#### EXERCISE DETAILS:
Would you please set down the entries below exactly as shown?

#### DATA SUPPLIED:
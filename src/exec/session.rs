// Copyright 2025 Lablup Inc. and Jeongkyu Shin
//
// Licensed under the Apache License, Version 2.0 (the "License");
// you may not use this file except in compliance with the License.
// You may obtain a copy of the License at
//
//     http://www.apache.org/licenses/LICENSE-2.0
//
// Unless required by applicable law or agreed to in writing, software
// distributed under the License is distributed on an "AS IS" BASIS,
// WITHOUT WARRANTIES OR CONDITIONS OF ANY KIND, either express or implied.
// See the License for the specific language governing permissions and
// limitations under the License.

//! Entry points for running an exec session against a real cluster.

use tracing::{debug, error, info, warn};

use super::error::RelayError;
use super::relay::{EndReason, RelaySettings, SessionOutcome, StreamMode, TerminalRelay};
use super::stdio::ProcessStdio;
use super::terminal::{should_allocate_tty, PlatformTerminal};
use super::websocket::WebSocketChannel;
use crate::kube::{ConnectionParams, ExecTarget};

/// How to run a session.
#[derive(Debug, Clone)]
pub struct ExecOptions {
    /// Forward local stdin (`-i`).
    pub interactive: bool,
    /// Request a TTY and put the local terminal into raw mode (`-t`).
    pub tty: bool,
    pub container: Option<String>,
    pub connection: ConnectionParams,
    pub settings: RelaySettings,
}

impl ExecOptions {
    pub fn new(connection: ConnectionParams) -> Self {
        Self {
            interactive: true,
            tty: true,
            container: None,
            connection,
            settings: RelaySettings::default(),
        }
    }
}

/// A validated exec session, ready to connect.
#[derive(Debug)]
pub struct ExecSession {
    target: String,
    namespace: String,
    command: Vec<String>,
    options: ExecOptions,
}

impl ExecSession {
    /// Validate the request. No connection is made and no terminal state is
    /// touched until [`ExecSession::run`].
    pub fn new(
        target: impl Into<String>,
        command: Vec<String>,
        namespace: impl Into<String>,
        options: ExecOptions,
    ) -> Result<Self, RelayError> {
        let target = target.into();
        let namespace = namespace.into();

        if command.is_empty() || command.iter().all(|arg| arg.trim().is_empty()) {
            return Err(RelayError::EmptyCommand);
        }
        if target.trim().is_empty() {
            return Err(RelayError::MissingField("target"));
        }
        if namespace.trim().is_empty() {
            return Err(RelayError::MissingField("namespace"));
        }

        Ok(Self {
            target,
            namespace,
            command,
            options,
        })
    }

    pub fn target(&self) -> &str {
        &self.target
    }

    pub fn namespace(&self) -> &str {
        &self.namespace
    }

    pub fn command(&self) -> &[String] {
        &self.command
    }

    /// Stream settings after checking what the local terminal supports.
    pub fn stream_mode(&self) -> StreamMode {
        let tty = should_allocate_tty(self.options.tty, self.options.interactive);
        if self.options.tty && !tty {
            if self.options.interactive {
                warn!("Unable to use a TTY - input is not a terminal or the right kind of file");
            } else {
                warn!("Unable to use a TTY without stdin; pass -i together with -t");
            }
        }
        StreamMode {
            interactive: self.options.interactive,
            tty,
        }
    }

    pub fn exec_target(&self, mode: StreamMode) -> ExecTarget {
        ExecTarget {
            namespace: self.namespace.clone(),
            pod: self.target.clone(),
            container: self.options.container.clone(),
            command: self.command.clone(),
            stdin: mode.interactive,
            tty: mode.tty,
        }
    }

    /// Connect and relay until the session ends.
    pub async fn run(self) -> SessionOutcome {
        let mode = self.stream_mode();
        let exec_target = self.exec_target(mode);
        let label = format!("{}/{}", self.namespace, self.target);

        let (request, connector) = match self.options.connection.exec_request(&exec_target) {
            Ok(parts) => parts,
            Err(e) => {
                error!("Failed to prepare exec request for {label}: {e:#}");
                return SessionOutcome::failed(EndReason::ConnectFailed);
            }
        };

        debug!("Opening exec stream to {label}: {:?}", self.command);
        let channel = match WebSocketChannel::connect(request, connector).await {
            Ok(channel) => channel,
            Err(e) => {
                error!("Failed to open exec stream to {label}: {e}");
                return SessionOutcome::failed(EndReason::ConnectFailed);
            }
        };
        info!("Connected to {label}");

        TerminalRelay::new(
            label,
            channel,
            PlatformTerminal::new(),
            ProcessStdio::new(),
            mode,
            self.options.settings,
        )
        .run()
        .await
    }
}

/// Run `command` in pod `target` and relay the local terminal to it.
///
/// Returns `Ok(true)` when the session completed or the user interrupted it,
/// `Ok(false)` when the stream could not be opened or sustained. Only invalid
/// arguments are reported as errors.
pub async fn run_interactive_session(
    target: &str,
    command: &[String],
    namespace: &str,
    options: &ExecOptions,
) -> Result<bool, RelayError> {
    let session = ExecSession::new(target, command.to_vec(), namespace, options.clone())?;
    Ok(session.run().await.success)
}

#### YOUR RESPONSE:
filename src/exec/session.rs
// Copyright 2025 Lablup Inc. and Jeongkyu Shin
//
// Licensed under the Apache License, Version 2.0 (the "License");
// you may not use this file except in compliance with the License.
// You may obtain a copy of the License at
//
//     http://www.apache.org/licenses/LICENSE-2.0
//
// Unless required by applicable law or agreed to in writing, software
// distributed under the License is distributed on an "AS IS" BASIS,
// WITHOUT WARRANTIES OR CONDITIONS OF ANY KIND, either express or implied.
// See the License for the specific language governing permissions and
// limitations under the License.

//! Entry points for running an exec session against a real cluster.

use tracing::{debug, error, info, warn};

use super::error::RelayError;
use super::relay::{EndReason, RelaySettings, SessionOutcome, StreamMode, TerminalRelay};
use super::stdio::ProcessStdio;
use super::terminal::{should_allocate_tty, PlatformTerminal};
use super::websocket::WebSocketChannel;
use crate::kube::{ConnectionParams, ExecTarget};

/// How to run a session.
#[derive(Debug, Clone)]
pub struct ExecOptions {
    /// Forward local stdin (`-i`).
    pub interactive: bool,
    /// Request a TTY and put the local terminal into raw mode (`-t`).
    pub tty: bool,
    pub container: Option<String>,
    pub connection: ConnectionParams,
    pub settings: RelaySettings,
}

impl ExecOptions {
    pub fn new(connection: ConnectionParams) -> Self {
        Self {
            interactive: true,
            tty: true,
            container: None,
            connection,
            settings: RelaySettings::default(),
        }
    }
}

/// A validated exec session, ready to connect.
#[derive(Debug)]
pub struct ExecSession {
    target: String,
    namespace: String,
    command: Vec<String>,
    options: ExecOptions,
}

impl ExecSession {
    /// Validate the request. No connection is made and no terminal state is
    /// touched until [`ExecSession::run`].
    pub fn new(
        target: impl Into<String>,
        command: Vec<String>,
        namespace: impl Into<String>,
        options: ExecOptions,
    ) -> Result<Self, RelayError> {
        let target = target.into();
        let namespace = namespace.into();

        if command.is_empty() || command.iter().all(|arg| arg.trim().is_empty()) {
            return Err(RelayError::EmptyCommand);
        }
        if target.trim().is_empty() {
            return Err(RelayError::MissingField("target"));
        }
        if namespace.trim().is_empty() {
            return Err(RelayError::MissingField("namespace"));
        }

        Ok(Self {
            target,
            namespace,
            command,
            options,
        })
    }

    pub fn target(&self) -> &str {
        &self.target
    }

    pub fn namespace(&self) -> &str {
        &self.namespace
    }

    pub fn command(&self) -> &[String] {
        &self.command
    }

    /// Stream settings after checking what the local terminal supports.
    pub fn stream_mode(&self) -> StreamMode {
        let tty = should_allocate_tty(self.options.tty, self.options.interactive);
        if self.options.tty && !tty {
            if self.options.interactive {
                warn!("Unable to use a TTY - input is not a terminal or the right kind of file");
            } else {
                warn!("Unable to use a TTY without stdin; pass -i together with -t");
            }
        }
        StreamMode {
            interactive: self.options.interactive,
            tty,
        }
    }

    pub fn exec_target(&self, mode: StreamMode) -> ExecTarget {
        ExecTarget {
            namespace: self.namespace.clone(),
            pod: self.target.clone(),
            container: self.options.container.clone(),
            command: self.command.clone(),
            stdin: mode.interactive,
            tty: mode.tty,
        }
    }

    /// Connect and relay until the session ends.
    pub async fn run(self) -> SessionOutcome {
        let mode = self.stream_mode();
        let exec_target = self.exec_target(mode);
        let label = format!("{}/{}", self.namespace, self.target);

        let (request, connector) = match self.options.connection.exec_request(&exec_target) {
            Ok(parts) => parts,
            Err(e) => {
                error!("Failed to prepare exec request for {label}: {e:#}");
                return SessionOutcome::failed(EndReason::ConnectFailed);
            }
        };

        debug!("Opening exec stream to {label}: {:?}", self.command);
        let channel = match WebSocketChannel::connect(request, connector).await {
            Ok(channel) => channel,
            Err(e) => {
                error!("Failed to open exec stream to {label}: {e}");
                return SessionOutcome::failed(EndReason::ConnectFailed);
            }
        };
        info!("Connected to {label}");

        TerminalRelay::new(
            label,
            channel,
            PlatformTerminal::new(),
            ProcessStdio::new(),
            mode,
            self.options.settings,
        )
        .run()
        .await
    }
}

/// Run `command` in pod `target` and relay the local terminal to it.
///
/// Returns `Ok(true)` when the session completed or the user interrupted it,
/// `Ok(false)` when the stream could not be opened or sustained. Only invalid
/// arguments are reported as errors.
pub async fn run_interactive_session(
    target: &str,
    command: &[String],
    namespace: &str,
    options: &ExecOptions,
) -> Result<bool, RelayError> {
    let session = ExecSession::new(target, command.to_vec(), namespace, options.clone())?;
    Ok(session.run().await.success)
}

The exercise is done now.